__EXERCISE REQUIREMENTS__: Read each of the lines below and tally those with "scrapers"; the tally is the whole answer.

*** Begin section ***

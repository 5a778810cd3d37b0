use thiserror::Error;

/// Errors raised while acquiring raw content from the upstream site.
/// One attempt per cycle, no retry.
#[derive(Error, Debug)]
pub enum FetchError {
    #[error("HTTP request error: {0}")]
    Request(#[from] reqwest::Error),

    #[error("HTTP status {0}")]
    Status(u16),
}

/// Errors raised while turning raw content into a trending batch.
#[derive(Error, Debug)]
pub enum ParseError {
    #[error("JSON parsing error: {0}")]
    Json(#[from] serde_json::Error),

    #[error("no trending table found in document")]
    TableNotFound,

    #[error("no records extracted from content")]
    NoRecords,
}

#[derive(Error, Debug)]
pub enum TrendHubError {
    #[error("IO error: {0}")]
    IoError(#[from] std::io::Error),

    #[error("fetch error: {0}")]
    FetchError(#[from] FetchError),

    #[error("parse error: {0}")]
    ParseError(#[from] ParseError),

    #[error("Data error: {0}")]
    DataError(String),

    #[error("Unknown error: {0}")]
    Unknown(String),
}

pub type Result<T> = std::result::Result<T, TrendHubError>;

impl From<String> for TrendHubError {
    fn from(s: String) -> Self {
        TrendHubError::Unknown(s)
    }
}

impl From<&str> for TrendHubError {
    fn from(s: &str) -> Self {
        TrendHubError::Unknown(s.to_string())
    }
}
use std::sync::OnceLock;

use regex::Regex;

fn volume_pattern() -> &'static Regex {
    static RE: OnceLock<Regex> = OnceLock::new();
    RE.get_or_init(|| Regex::new(r"([0-9]*\.?[0-9]+)\s*([KMB])?").unwrap())
}

/// Unit normalization: turn a display string like "1.2K messages" into a
/// raw numeric value for charting. K/M/B suffixes scale by 1e3/1e6/1e9;
/// no recognizable numeral yields 0.0.
pub fn volume_value(display: &str) -> f64 {
    // 上游数字可能带千位分隔符
    let cleaned = display.replace(',', "");

    let caps = match volume_pattern().captures(&cleaned) {
        Some(caps) => caps,
        None => return 0.0,
    };

    let number = caps
        .get(1)
        .and_then(|m| m.as_str().parse::<f64>().ok())
        .unwrap_or(0.0);

    let multiplier = match caps.get(2).map(|m| m.as_str()) {
        Some("K") => 1e3,
        Some("M") => 1e6,
        Some("B") => 1e9,
        _ => 1.0,
    };

    number * multiplier
}
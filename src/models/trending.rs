use serde::Serialize;

use crate::normalize::units;

/// Maximum records in one batch, matching the upstream top-20 ranking.
pub const MAX_BATCH: usize = 20;

/// One row of the trending ranking, produced fresh on every fetch cycle.
#[derive(Debug, Clone, PartialEq, Serialize)]
pub struct TrendingRecord {
    pub rank: u32,
    pub ticker: String,
    pub messages: String,
    pub change: String,
    pub since: String,
    pub captured_at: String,
}

/// One fetch cycle's full ordered ranking, rank ascending.
/// Consumed immediately by the display layer and discarded; never persisted.
#[derive(Debug, Clone, PartialEq, Serialize)]
pub struct TrendingBatch {
    pub source: String,
    pub records: Vec<TrendingRecord>,
}

impl TrendingBatch {
    pub fn new(source: &str, records: Vec<TrendingRecord>) -> Self {
        Self {
            source: source.to_string(),
            records,
        }
    }

    pub fn len(&self) -> usize {
        self.records.len()
    }

    pub fn is_empty(&self) -> bool {
        self.records.is_empty()
    }

    /// (ticker, unit-normalized message volume) pairs for charting.
    /// The numeric value never appears in the display fields.
    pub fn volume_series(&self) -> Vec<(String, f64)> {
        self.records
            .iter()
            .map(|r| (r.ticker.clone(), units::volume_value(&r.messages)))
            .collect()
    }

    pub fn tickers(&self) -> Vec<&str> {
        self.records.iter().map(|r| r.ticker.as_str()).collect()
    }
}
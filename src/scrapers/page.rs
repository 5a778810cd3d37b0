use std::time::Duration;

use async_trait::async_trait;
use log::debug;
use reqwest::Client;

use crate::config::{Config, Strategy};
use crate::errors::{FetchError, Result};
use crate::scrapers::base::TrendingFetcher;

/// 排行页面HTML抓取器，两种HTML解析策略共用
pub struct PageFetcher {
    client: Client,
    endpoint: String,
    strategy: Strategy,
}

impl PageFetcher {
    pub fn new(config: &Config) -> Result<Self> {
        let client = Client::builder()
            .timeout(Duration::from_secs(config.timeout_secs))
            .user_agent(config.user_agent.as_str())
            .build()
            .map_err(FetchError::Request)?;

        Ok(Self {
            client,
            endpoint: config.endpoint.clone(),
            strategy: config.strategy,
        })
    }
}

#[async_trait]
impl TrendingFetcher for PageFetcher {
    fn strategy(&self) -> Strategy {
        self.strategy
    }

    async fn fetch_raw(&self) -> std::result::Result<String, FetchError> {
        debug!("获取排行页面: {}", self.endpoint);

        let response = self
            .client
            .get(&self.endpoint)
            .send()
            .await
            .map_err(FetchError::Request)?;

        let status = response.status();
        if !status.is_success() {
            return Err(FetchError::Status(status.as_u16()));
        }

        let text = response.text().await.map_err(FetchError::Request)?;
        debug!("成功获取页面，{} 字节", text.len());
        Ok(text)
    }
}
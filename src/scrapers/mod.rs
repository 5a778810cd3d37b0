use std::sync::Arc;

use crate::config::{Config, Strategy};
use crate::errors::Result;

pub mod api;
pub mod base;
pub mod page;

use api::ApiFetcher;
use base::TrendingFetcher;
use page::PageFetcher;

/// Build the fetcher for the configured strategy. Both HTML strategies
/// read the same canonical page; only the parse step differs.
pub fn for_config(config: &Config) -> Result<Arc<dyn TrendingFetcher + Send + Sync>> {
    let fetcher: Arc<dyn TrendingFetcher + Send + Sync> = match config.strategy {
        Strategy::JsonApi => Arc::new(ApiFetcher::new(config)?),
        Strategy::HtmlDom | Strategy::HtmlRegex => Arc::new(PageFetcher::new(config)?),
    };
    Ok(fetcher)
}
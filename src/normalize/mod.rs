use std::collections::HashSet;
use std::sync::OnceLock;

use chrono::Local;
use log::debug;
use regex::Regex;

use crate::config::Strategy;
use crate::errors::ParseError;
use crate::models::trending::{TrendingBatch, TrendingRecord, MAX_BATCH};

pub mod fallback;
pub mod html_dom;
pub mod html_regex;
pub mod json;
pub mod units;

fn ticker_pattern() -> &'static Regex {
    static RE: OnceLock<Regex> = OnceLock::new();
    RE.get_or_init(|| Regex::new(r"\$[A-Z][A-Z0-9]*").unwrap())
}

/// Transform raw upstream content into a trending batch, or explain why
/// nothing could be extracted. Idempotent except for the capture stamp.
pub fn normalize(strategy: Strategy, raw: &str) -> std::result::Result<TrendingBatch, ParseError> {
    let captured_at = Local::now().format("%H:%M:%S").to_string();

    let mut records = match strategy {
        Strategy::JsonApi => json::parse(raw, &captured_at)?,
        Strategy::HtmlDom => html_dom::parse(raw, &captured_at)?,
        Strategy::HtmlRegex => html_regex::parse(raw, &captured_at)?,
    };

    if records.is_empty() {
        return Err(ParseError::NoRecords);
    }

    records.truncate(MAX_BATCH);
    ensure_ranks(&mut records);
    records.sort_by(|a, b| a.rank.cmp(&b.rank));

    debug!("normalized {} records via {}", records.len(), strategy.code());
    Ok(TrendingBatch::new(strategy.code(), records))
}

/// A ticker is recognized only if a `$UPPERCASE` token appears anywhere in
/// the cell text; everything else maps to the "N/A" sentinel.
pub fn extract_ticker(cell: &str) -> String {
    ticker_pattern()
        .find(cell)
        .map(|m| m.as_str().to_string())
        .unwrap_or_else(|| "N/A".to_string())
}

// 行到记录的定位映射，两个HTML策略共用。
// 不足4列的行跳过，不算记录也不算失败。
pub(crate) fn records_from_rows(rows: &[Vec<String>], captured_at: &str) -> Vec<TrendingRecord> {
    let mut records = Vec::new();

    for cells in rows {
        if cells.len() < 4 {
            continue;
        }

        let rank = cells[0]
            .trim()
            .parse::<u32>()
            .unwrap_or(records.len() as u32 + 1);

        records.push(TrendingRecord {
            rank,
            ticker: extract_ticker(&cells[1]),
            messages: cells[2].clone(),
            change: cells[3].clone(),
            since: cells.get(4).cloned().unwrap_or_default(),
            captured_at: captured_at.to_string(),
        });
    }

    records
}

// 批内rank必须唯一；0或重复的rank按位置补齐
fn ensure_ranks(records: &mut [TrendingRecord]) {
    let mut seen = HashSet::new();

    for (i, record) in records.iter_mut().enumerate() {
        let mut rank = record.rank;
        if rank == 0 || seen.contains(&rank) {
            rank = i as u32 + 1;
            while seen.contains(&rank) {
                rank += 1;
            }
        }
        record.rank = rank;
        seen.insert(rank);
    }
}
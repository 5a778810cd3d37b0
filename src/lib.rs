// 公开导出的模块，供外部使用
pub mod errors;
pub mod models;
pub mod normalize;

// 为了支持主程序，暂时保持这些模块公开
// 但在库使用场景中，这些应该是内部模块
#[doc(hidden)]
pub mod config;
#[doc(hidden)]
pub mod scrapers;
#[doc(hidden)]
pub mod services;
#[doc(hidden)]
pub mod util;

// 重新导出常用类型，方便使用
pub use config::{Config, Strategy};
pub use errors::{FetchError, ParseError, Result, TrendHubError};
pub use models::trending::{TrendingBatch, TrendingRecord};
pub use services::feed_service::FeedService;
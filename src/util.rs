use chrono::DateTime;
use chrono_tz::US::Eastern;

// 时间显示转换：ISO-8601时间戳 -> 美东"HH:MM ET"显示
pub fn format_eastern(iso: &str) -> Option<String> {
    let parsed = DateTime::parse_from_rfc3339(iso).ok()?;
    Some(parsed.with_timezone(&Eastern).format("%H:%M ET").to_string())
}

// 缓存键：同一刷新窗口内的重复请求复用同一批数据
pub fn time_bucket(now_unix: i64, interval_secs: u64) -> i64 {
    if interval_secs == 0 {
        return now_unix;
    }
    now_unix / interval_secs as i64
}

// HTML实体还原
pub fn normalize_entities(s: &str) -> String {
    s.replace("&nbsp;", " ").replace("&amp;", "&")
}

// 压缩连续空白为单个空格
pub fn normalize_ws(s: &str) -> String {
    let mut out = String::with_capacity(s.len());
    let mut prev_space = false;
    for ch in s.chars() {
        if ch.is_whitespace() {
            if !prev_space {
                out.push(' ');
                prev_space = true;
            }
        } else {
            out.push(ch);
            prev_space = false;
        }
    }
    out.trim().to_string()
}

#[cfg(test)]
mod tests {
    use super::*;

    #[test]
    fn format_eastern_converts_utc_timestamps() {
        // January is EST (UTC-5)
        assert_eq!(
            format_eastern("2024-01-15T14:30:00Z").as_deref(),
            Some("09:30 ET")
        );
        // July is EDT (UTC-4)
        assert_eq!(
            format_eastern("2024-07-15T14:30:00Z").as_deref(),
            Some("10:30 ET")
        );
    }

    #[test]
    fn format_eastern_rejects_garbage() {
        assert_eq!(format_eastern("just now"), None);
        assert_eq!(format_eastern(""), None);
    }

    #[test]
    fn time_bucket_is_stable_within_a_window() {
        assert_eq!(time_bucket(1000, 180), time_bucket(1179, 180));
        assert_ne!(time_bucket(1000, 180), time_bucket(1180, 180));
        assert_eq!(time_bucket(42, 0), 42);
    }

    #[test]
    fn normalize_ws_collapses_runs() {
        assert_eq!(normalize_ws("  1.2K \n\t messages "), "1.2K messages");
        assert_eq!(normalize_entities("A&nbsp;&amp;&nbsp;B"), "A & B");
    }
}
use std::sync::OnceLock;

use regex::Regex;

use crate::errors::ParseError;
use crate::models::trending::TrendingRecord;
use crate::util;

fn table_pattern() -> &'static Regex {
    static RE: OnceLock<Regex> = OnceLock::new();
    RE.get_or_init(|| Regex::new(r"(?is)<table[^>]*>(.*?)</table>").unwrap())
}

fn row_pattern() -> &'static Regex {
    static RE: OnceLock<Regex> = OnceLock::new();
    RE.get_or_init(|| Regex::new(r"(?is)<tr[^>]*>(.*?)</tr>").unwrap())
}

fn cell_pattern() -> &'static Regex {
    static RE: OnceLock<Regex> = OnceLock::new();
    RE.get_or_init(|| Regex::new(r"(?is)<td[^>]*>(.*?)</td>").unwrap())
}

fn tag_pattern() -> &'static Regex {
    static RE: OnceLock<Regex> = OnceLock::new();
    RE.get_or_init(|| Regex::new(r"<[^>]+>").unwrap())
}

/// Pattern-based rendition of the same table contract: slice the first
/// table block out of the raw markup, then rows, then cells. Kept separate
/// from the DOM walk so upstream markup drift breaks at most one strategy.
pub(crate) fn parse(
    raw: &str,
    captured_at: &str,
) -> std::result::Result<Vec<TrendingRecord>, ParseError> {
    let table = table_pattern()
        .captures(raw)
        .and_then(|c| c.get(1))
        .ok_or(ParseError::TableNotFound)?
        .as_str();

    let mut rows = Vec::new();
    for row in row_pattern().captures_iter(table) {
        let body = row.get(1).map(|m| m.as_str()).unwrap_or_default();
        let cells: Vec<String> = cell_pattern()
            .captures_iter(body)
            .take(5)
            .map(|c| clean_cell(c.get(1).map(|m| m.as_str()).unwrap_or_default()))
            .collect();
        rows.push(cells);
    }

    Ok(super::records_from_rows(&rows, captured_at))
}

// 去标签、还原实体、压缩空白
fn clean_cell(markup: &str) -> String {
    let text = tag_pattern().replace_all(markup, " ");
    util::normalize_ws(&util::normalize_entities(&text))
}

#[cfg(test)]
mod tests {
    use super::*;
    use crate::config::Strategy;
    use crate::normalize::normalize;

    const FIXTURE: &str = r#"
        <html><body>
        <TABLE class="trending">
          <tr><th>Rank</th><th>Symbol</th><th>Messages</th><th>Change</th><th>Since</th></tr>
          <tr><td>1</td><td><a href="/symbol/NVDA">$NVDA</a></td><td>15.4K&nbsp;messages</td><td>+4.21%</td><td>09:15 ET</td></tr>
          <tr><td>2</td><td><a href="/symbol/TSLA">$TSLA</a></td><td>9.8K messages</td><td>-1.05%</td><td>08:40 ET</td></tr>
        </TABLE>
        <table><tr><td>9</td><td>$JUNK</td><td>1</td><td>1%</td></tr></table>
        </body></html>
    "#;

    #[test]
    fn slices_only_the_first_table_block() {
        let records = parse(FIXTURE, "09:30:00").unwrap();

        assert_eq!(records.len(), 2);
        assert_eq!(records[0].ticker, "$NVDA");
        assert_eq!(records[0].messages, "15.4K messages");
        assert_eq!(records[1].ticker, "$TSLA");
    }

    #[test]
    fn strips_markup_and_entities_from_cells() {
        assert_eq!(clean_cell("<a href=\"/x\"><b>$NVDA</b></a>"), "$NVDA");
        assert_eq!(clean_cell("15.4K&nbsp;messages"), "15.4K messages");
        assert_eq!(clean_cell("A&amp;B"), "A&B");
    }

    #[test]
    fn missing_table_is_a_parse_error() {
        assert!(matches!(
            parse("<html><body>no table</body></html>", "09:30:00"),
            Err(ParseError::TableNotFound)
        ));
        assert!(matches!(parse("", "09:30:00"), Err(ParseError::TableNotFound)));
    }

    #[test]
    fn agrees_with_the_dom_strategy_on_well_formed_markup() {
        let dom = normalize(Strategy::HtmlDom, FIXTURE).unwrap();
        let rx = normalize(Strategy::HtmlRegex, FIXTURE).unwrap();

        let rows = |b: &crate::models::trending::TrendingBatch| {
            b.records
                .iter()
                .map(|r| (r.rank, r.ticker.clone(), r.messages.clone(), r.change.clone()))
                .collect::<Vec<_>>()
        };
        assert_eq!(rows(&dom), rows(&rx));
    }
}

*** End section ***

__WRITTEN SOLUTION__: 4